ACTIVITY → Scan the entries that follow and copy out every line containing "warn".
(WORKING DATA begins)
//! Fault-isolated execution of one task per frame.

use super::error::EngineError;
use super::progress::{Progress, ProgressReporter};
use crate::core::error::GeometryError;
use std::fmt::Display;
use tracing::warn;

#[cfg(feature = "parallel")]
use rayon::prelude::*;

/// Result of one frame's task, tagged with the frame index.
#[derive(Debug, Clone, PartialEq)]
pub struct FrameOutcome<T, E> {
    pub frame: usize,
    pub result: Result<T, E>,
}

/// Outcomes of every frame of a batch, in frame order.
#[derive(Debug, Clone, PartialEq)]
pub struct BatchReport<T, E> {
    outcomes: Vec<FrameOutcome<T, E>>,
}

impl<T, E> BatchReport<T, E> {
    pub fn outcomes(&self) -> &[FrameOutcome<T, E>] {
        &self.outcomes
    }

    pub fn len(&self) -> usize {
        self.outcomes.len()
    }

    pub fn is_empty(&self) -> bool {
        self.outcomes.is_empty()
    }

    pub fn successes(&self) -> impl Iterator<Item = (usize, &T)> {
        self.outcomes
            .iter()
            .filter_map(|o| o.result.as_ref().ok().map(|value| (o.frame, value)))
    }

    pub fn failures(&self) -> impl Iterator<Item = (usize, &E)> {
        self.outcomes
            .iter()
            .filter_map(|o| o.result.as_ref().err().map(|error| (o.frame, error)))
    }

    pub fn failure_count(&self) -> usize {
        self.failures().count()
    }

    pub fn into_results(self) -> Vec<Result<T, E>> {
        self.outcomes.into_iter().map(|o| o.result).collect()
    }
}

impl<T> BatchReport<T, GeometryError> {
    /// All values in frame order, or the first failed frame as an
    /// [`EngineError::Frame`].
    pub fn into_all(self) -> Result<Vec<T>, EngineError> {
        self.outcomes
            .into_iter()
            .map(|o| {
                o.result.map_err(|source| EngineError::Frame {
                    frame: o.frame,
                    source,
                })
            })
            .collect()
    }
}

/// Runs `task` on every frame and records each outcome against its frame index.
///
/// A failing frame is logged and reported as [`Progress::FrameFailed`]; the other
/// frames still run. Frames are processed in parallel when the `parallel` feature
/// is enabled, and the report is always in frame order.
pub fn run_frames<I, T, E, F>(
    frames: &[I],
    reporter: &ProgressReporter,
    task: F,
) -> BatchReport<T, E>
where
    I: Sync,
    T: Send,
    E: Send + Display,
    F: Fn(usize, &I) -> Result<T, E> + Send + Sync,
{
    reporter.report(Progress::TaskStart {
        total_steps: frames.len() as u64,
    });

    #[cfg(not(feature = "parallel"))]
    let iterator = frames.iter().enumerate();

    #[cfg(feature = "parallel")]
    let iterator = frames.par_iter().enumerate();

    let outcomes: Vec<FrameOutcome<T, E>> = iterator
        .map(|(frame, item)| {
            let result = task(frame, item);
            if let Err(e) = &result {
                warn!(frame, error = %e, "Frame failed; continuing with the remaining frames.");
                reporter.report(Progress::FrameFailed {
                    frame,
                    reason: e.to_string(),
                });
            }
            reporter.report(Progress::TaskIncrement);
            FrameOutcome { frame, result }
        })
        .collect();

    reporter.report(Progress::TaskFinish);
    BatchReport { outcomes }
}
(WORKING DATA ends)
RESULT OF THIS EXERCISE →
use tracing::warn;
                warn!(frame, error = %e, "Frame failed; continuing with the remaining frames.");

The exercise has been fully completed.